Brief: Search the data for the string "impl", and report each line where it is found.

Source records:
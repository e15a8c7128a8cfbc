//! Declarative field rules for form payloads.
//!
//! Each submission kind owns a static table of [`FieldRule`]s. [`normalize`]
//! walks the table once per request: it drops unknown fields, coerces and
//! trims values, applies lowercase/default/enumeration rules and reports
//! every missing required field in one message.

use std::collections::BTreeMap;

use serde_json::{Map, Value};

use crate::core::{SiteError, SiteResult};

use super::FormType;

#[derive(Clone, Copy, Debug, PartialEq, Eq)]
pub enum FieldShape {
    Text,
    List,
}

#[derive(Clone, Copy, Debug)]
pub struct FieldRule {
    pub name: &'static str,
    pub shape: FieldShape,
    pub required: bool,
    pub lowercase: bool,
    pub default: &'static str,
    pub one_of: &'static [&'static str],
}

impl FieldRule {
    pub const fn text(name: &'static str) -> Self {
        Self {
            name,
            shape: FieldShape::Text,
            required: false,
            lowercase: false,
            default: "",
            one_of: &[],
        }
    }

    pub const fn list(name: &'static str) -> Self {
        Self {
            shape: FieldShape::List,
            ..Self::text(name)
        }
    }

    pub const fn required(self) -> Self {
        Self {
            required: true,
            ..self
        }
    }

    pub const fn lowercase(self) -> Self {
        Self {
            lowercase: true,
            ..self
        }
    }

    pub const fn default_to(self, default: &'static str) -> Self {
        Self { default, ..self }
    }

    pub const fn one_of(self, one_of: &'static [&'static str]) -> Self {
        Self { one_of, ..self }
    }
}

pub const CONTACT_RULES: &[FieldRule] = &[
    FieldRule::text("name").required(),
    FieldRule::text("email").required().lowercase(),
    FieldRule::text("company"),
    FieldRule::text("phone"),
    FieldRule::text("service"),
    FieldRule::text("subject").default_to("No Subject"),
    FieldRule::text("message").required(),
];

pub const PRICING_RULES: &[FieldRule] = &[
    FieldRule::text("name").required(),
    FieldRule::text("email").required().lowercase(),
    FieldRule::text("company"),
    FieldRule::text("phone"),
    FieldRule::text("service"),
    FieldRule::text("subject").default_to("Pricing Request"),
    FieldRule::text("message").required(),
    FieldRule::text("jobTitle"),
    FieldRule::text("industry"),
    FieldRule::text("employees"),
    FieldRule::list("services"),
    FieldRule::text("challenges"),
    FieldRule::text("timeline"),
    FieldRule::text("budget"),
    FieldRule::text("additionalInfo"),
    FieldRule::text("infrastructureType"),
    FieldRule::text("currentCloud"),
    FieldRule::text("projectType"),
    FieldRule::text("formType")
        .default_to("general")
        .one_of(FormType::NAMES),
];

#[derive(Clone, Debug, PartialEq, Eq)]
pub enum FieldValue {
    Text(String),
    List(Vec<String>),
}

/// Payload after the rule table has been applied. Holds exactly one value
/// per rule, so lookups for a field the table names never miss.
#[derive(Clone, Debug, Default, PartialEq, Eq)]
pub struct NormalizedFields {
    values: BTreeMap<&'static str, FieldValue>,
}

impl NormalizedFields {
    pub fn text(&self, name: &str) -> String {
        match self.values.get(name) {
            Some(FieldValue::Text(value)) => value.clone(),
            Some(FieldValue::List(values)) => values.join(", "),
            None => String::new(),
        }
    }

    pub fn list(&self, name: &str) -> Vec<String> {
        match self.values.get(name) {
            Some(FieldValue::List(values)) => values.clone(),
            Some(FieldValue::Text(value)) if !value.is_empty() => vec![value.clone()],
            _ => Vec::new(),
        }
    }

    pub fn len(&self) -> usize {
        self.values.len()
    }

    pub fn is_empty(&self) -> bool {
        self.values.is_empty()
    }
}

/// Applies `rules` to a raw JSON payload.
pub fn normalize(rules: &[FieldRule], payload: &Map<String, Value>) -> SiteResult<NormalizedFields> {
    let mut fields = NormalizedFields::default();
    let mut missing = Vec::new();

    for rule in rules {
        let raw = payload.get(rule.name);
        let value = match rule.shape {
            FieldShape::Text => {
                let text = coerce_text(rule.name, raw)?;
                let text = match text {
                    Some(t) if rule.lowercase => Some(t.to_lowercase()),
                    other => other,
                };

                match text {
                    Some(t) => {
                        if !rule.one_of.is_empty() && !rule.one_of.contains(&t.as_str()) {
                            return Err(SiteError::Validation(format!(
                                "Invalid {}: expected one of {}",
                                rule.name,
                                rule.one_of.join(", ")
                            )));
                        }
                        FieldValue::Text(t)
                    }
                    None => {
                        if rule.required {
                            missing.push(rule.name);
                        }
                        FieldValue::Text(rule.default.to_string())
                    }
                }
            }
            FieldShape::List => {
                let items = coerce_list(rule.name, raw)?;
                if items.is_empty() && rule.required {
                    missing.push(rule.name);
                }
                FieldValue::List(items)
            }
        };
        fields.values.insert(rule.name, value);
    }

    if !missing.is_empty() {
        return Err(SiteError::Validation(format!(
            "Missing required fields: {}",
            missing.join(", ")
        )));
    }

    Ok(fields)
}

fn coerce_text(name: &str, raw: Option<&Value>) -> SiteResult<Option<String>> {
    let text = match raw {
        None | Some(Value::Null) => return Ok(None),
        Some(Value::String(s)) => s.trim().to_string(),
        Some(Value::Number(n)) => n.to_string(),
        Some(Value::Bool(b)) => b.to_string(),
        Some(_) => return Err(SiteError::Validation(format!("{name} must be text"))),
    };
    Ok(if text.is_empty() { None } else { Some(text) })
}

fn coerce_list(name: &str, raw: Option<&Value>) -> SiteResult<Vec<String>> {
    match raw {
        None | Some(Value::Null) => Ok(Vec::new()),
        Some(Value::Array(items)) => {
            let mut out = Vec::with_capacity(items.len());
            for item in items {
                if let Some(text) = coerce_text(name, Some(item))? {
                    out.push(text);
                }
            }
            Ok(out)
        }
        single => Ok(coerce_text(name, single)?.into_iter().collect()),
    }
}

Solution for this exercise:
impl FieldRule {
impl NormalizedFields {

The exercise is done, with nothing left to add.